- Problem details
Every line of the entries below that mentions "body" is to be copied out.

- The input
___

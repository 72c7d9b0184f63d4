use chrono::{DateTime, Utc};
use rusqlite::types::{FromSql, FromSqlError, FromSqlResult, ToSql, ToSqlOutput, ValueRef};
use serde::{Deserialize, Serialize};
use std::fmt;
use std::str::FromStr;

/// JSON 对象字段（custom_fields、social_links、主题/插件设置）
pub type Document = serde_json::Map<String, serde_json::Value>;

/// 以小写字符串存储的枚举
macro_rules! text_enum {
    ($name:ident { $($variant:ident => $text:literal),+ $(,)? }) => {
        #[derive(Debug, Clone, Copy, PartialEq, Eq, Hash, Serialize, Deserialize)]
        #[serde(rename_all = "lowercase")]
        pub enum $name {
            $($variant),+
        }

        impl $name {
            pub const ALL: &'static [$name] = &[$($name::$variant),+];

            pub fn as_str(&self) -> &'static str {
                match self {
                    $($name::$variant => $text),+
                }
            }
        }

        impl fmt::Display for $name {
            fn fmt(&self, f: &mut fmt::Formatter<'_>) -> fmt::Result {
                f.write_str(self.as_str())
            }
        }

        impl FromStr for $name {
            type Err = String;

            fn from_str(s: &str) -> Result<Self, Self::Err> {
                match s {
                    $($text => Ok($name::$variant),)+
                    other => Err(format!(
                        "Invalid {} '{}'. Must be one of: {}",
                        stringify!($name),
                        other,
                        [$($text),+].join(", ")
                    )),
                }
            }
        }

        impl ToSql for $name {
            fn to_sql(&self) -> rusqlite::Result<ToSqlOutput<'_>> {
                Ok(ToSqlOutput::from(self.as_str()))
            }
        }

        impl FromSql for $name {
            fn column_result(value: ValueRef<'_>) -> FromSqlResult<Self> {
                value
                    .as_str()?
                    .parse()
                    .map_err(|e: String| FromSqlError::Other(e.into()))
            }
        }
    };
}

text_enum!(Role {
    Admin => "admin",
    Editor => "editor",
    Author => "author",
    Contributor => "contributor",
    Subscriber => "subscriber",
});

text_enum!(PostStatus {
    Draft => "draft",
    Published => "published",
    Private => "private",
    Trash => "trash",
});

text_enum!(PostType {
    Post => "post",
    Page => "page",
    Custom => "custom",
});

text_enum!(CommentStatus {
    Pending => "pending",
    Approved => "approved",
    Spam => "spam",
    Trash => "trash",
});

text_enum!(DiscussionStatus {
    Open => "open",
    Closed => "closed",
});

text_enum!(FileType {
    Image => "image",
    Video => "video",
    Audio => "audio",
    Document => "document",
});

/// 用户
#[derive(Debug, Clone, Serialize, Deserialize)]
pub struct User {
    pub id: i64,
    pub username: String,
    pub email: String,
    /// 密码哈希，不对外序列化
    #[serde(skip_serializing, default)]
    pub password_hash: String,
    pub first_name: String,
    pub last_name: String,
    pub role: Role,
    pub avatar_url: Option<String>,
    pub bio: Option<String>,
    pub website: Option<String>,
    pub social_links: Document,
    pub is_active: bool,
    pub created_at: DateTime<Utc>,
    pub updated_at: DateTime<Utc>,
}

impl User {
    /// 显示名称，姓名为空时退回用户名
    pub fn display_name(&self) -> String {
        let full = format!("{} {}", self.first_name, self.last_name);
        let full = full.trim();
        if full.is_empty() {
            self.username.clone()
        } else {
            full.to_string()
        }
    }
}

/// 对外公开的作者信息
#[derive(Debug, Clone, Serialize, Deserialize)]
pub struct AuthorProfile {
    pub id: i64,
    pub username: String,
    pub first_name: String,
    pub last_name: String,
    pub avatar_url: Option<String>,
    pub bio: Option<String>,
}

/// 分类
#[derive(Debug, Clone, Serialize, Deserialize, PartialEq)]
pub struct Category {
    pub id: i64,
    pub name: String,
    pub slug: String,
    pub description: Option<String>,
    pub parent_id: Option<i64>,
    pub image_url: Option<String>,
    pub meta_title: Option<String>,
    pub meta_description: Option<String>,
    pub is_visible: bool,
    pub created_at: DateTime<Utc>,
}

/// 分类树节点
#[derive(Debug, Clone, Serialize)]
pub struct CategoryNode {
    #[serde(flatten)]
    pub category: Category,
    pub children: Vec<CategoryNode>,
}

/// 标签
#[derive(Debug, Clone, Serialize, Deserialize, PartialEq)]
pub struct Tag {
    pub id: i64,
    pub name: String,
    pub slug: String,
    pub description: Option<String>,
    pub created_at: DateTime<Utc>,
}

/// 文章（或页面）
#[derive(Debug, Clone, Serialize, Deserialize)]
pub struct Post {
    pub id: i64,
    pub title: String,
    pub slug: String,
    /// 列表接口不返回正文
    #[serde(skip_serializing_if = "Option::is_none")]
    pub content: Option<String>,
    pub excerpt: String,
    pub featured_image: Option<String>,
    pub status: PostStatus,
    pub post_type: PostType,
    pub author_id: i64,
    pub category_id: Option<i64>,
    pub comment_status: DiscussionStatus,
    pub view_count: i64,
    pub meta_title: Option<String>,
    pub meta_description: Option<String>,
    pub meta_keywords: Option<String>,
    pub custom_fields: Document,
    pub published_at: Option<DateTime<Utc>>,
    pub created_at: DateTime<Utc>,
    pub updated_at: DateTime<Utc>,
}

/// 带关联数据的文章
#[derive(Debug, Clone, Serialize)]
pub struct PostView {
    #[serde(flatten)]
    pub post: Post,
    pub author: Option<AuthorProfile>,
    pub category: Option<Category>,
    pub tags: Vec<Tag>,
    pub comments_count: i64,
}

/// 文章修订快照
#[derive(Debug, Clone, Serialize, Deserialize)]
pub struct PostRevision {
    pub id: i64,
    pub post_id: i64,
    pub title: String,
    pub content: String,
    pub excerpt: String,
    pub revision_type: String,
    pub created_by: Option<i64>,
    pub created_at: DateTime<Utc>,
}

/// 评论
#[derive(Debug, Clone, Serialize, Deserialize)]
pub struct Comment {
    pub id: i64,
    pub post_id: i64,
    pub author_id: Option<i64>,
    pub author_name: String,
    pub author_email: Option<String>,
    pub author_website: Option<String>,
    pub content: String,
    pub status: CommentStatus,
    pub parent_id: Option<i64>,
    pub created_at: DateTime<Utc>,
}

/// 评论及其直接回复
#[derive(Debug, Clone, Serialize)]
pub struct CommentThread {
    #[serde(flatten)]
    pub comment: Comment,
    pub replies: Vec<CommentThread>,
    pub replies_count: i64,
}

/// 媒体文件
#[derive(Debug, Clone, Serialize, Deserialize)]
pub struct Media {
    pub id: i64,
    pub title: String,
    pub filename: String,
    pub original_filename: String,
    #[serde(skip_serializing, default)]
    pub file_path: String,
    pub url: String,
    pub file_type: FileType,
    pub mime_type: Option<String>,
    pub file_size: i64,
    pub alt_text: String,
    pub caption: String,
    pub description: String,
    pub uploaded_by: i64,
    pub created_at: DateTime<Utc>,
}

/// 站点设置
#[derive(Debug, Clone, Serialize, Deserialize)]
pub struct Setting {
    pub key: String,
    pub value: String,
    pub autoload: bool,
    pub updated_at: DateTime<Utc>,
}

/// 主题或插件记录（两张表结构相同）
#[derive(Debug, Clone, Serialize, Deserialize)]
pub struct Extension {
    pub id: i64,
    pub name: String,
    pub slug: String,
    pub version: Option<String>,
    pub description: Option<String>,
    pub author: Option<String>,
    pub is_active: bool,
    pub settings: Document,
    pub created_at: DateTime<Utc>,
}

/// 分页结果
#[derive(Debug, Clone, Serialize)]
pub struct Paginated<T> {
    pub items: Vec<T>,
    pub total: i64,
    pub pages: i64,
    pub current_page: i64,
    pub per_page: i64,
}

impl<T: Serialize> Paginated<T> {
    pub fn new(items: Vec<T>, total: i64, page: Pagination) -> Self {
        let pages = if total == 0 {
            0
        } else {
            (total + page.per_page - 1) / page.per_page
        };
        Self {
            items,
            total,
            pages,
            current_page: page.page,
            per_page: page.per_page,
        }
    }

    /// 以指定键名包装列表，例如 `{"posts": [...], "total": ..}`
    pub fn into_json(self, key: &str) -> serde_json::Value {
        let mut body = serde_json::Map::new();
        body.insert(
            key.to_string(),
            serde_json::to_value(&self.items).unwrap_or_default(),
        );
        body.insert("total".into(), self.total.into());
        body.insert("pages".into(), self.pages.into());
        body.insert("current_page".into(), self.current_page.into());
        body.insert("per_page".into(), self.per_page.into());
        serde_json::Value::Object(body)
    }
}

/// 分页参数
#[derive(Debug, Clone, Copy, PartialEq, Eq)]
pub struct Pagination {
    pub page: i64,
    pub per_page: i64,
}

impl Pagination {
    pub const MAX_PER_PAGE: i64 = 100;

    pub fn new(page: Option<i64>, per_page: Option<i64>, default_per_page: i64) -> Self {
        Self {
            page: page.unwrap_or(1).max(1),
            per_page: per_page
                .unwrap_or(default_per_page)
                .clamp(1, Self::MAX_PER_PAGE),
        }
    }

    pub fn offset(&self) -> i64 {
        (self.page - 1) * self.per_page
    }
}

impl Default for Pagination {
    fn default() -> Self {
        Self::new(None, None, 10)
    }
}

/// 解析存储为文本的 JSON 对象，非法内容视为空对象
pub fn parse_document(raw: Option<String>) -> Document {
    raw.and_then(|s| serde_json::from_str::<serde_json::Value>(&s).ok())
        .and_then(|v| match v {
            serde_json::Value::Object(map) => Some(map),
            _ => None,
        })
        .unwrap_or_default()
}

___

- Solution below
        let mut body = serde_json::Map::new();
        body.insert(
        body.insert("total".into(), self.total.into());
        body.insert("pages".into(), self.pages.into());
        body.insert("current_page".into(), self.current_page.into());
        body.insert("per_page".into(), self.per_page.into());
        serde_json::Value::Object(body)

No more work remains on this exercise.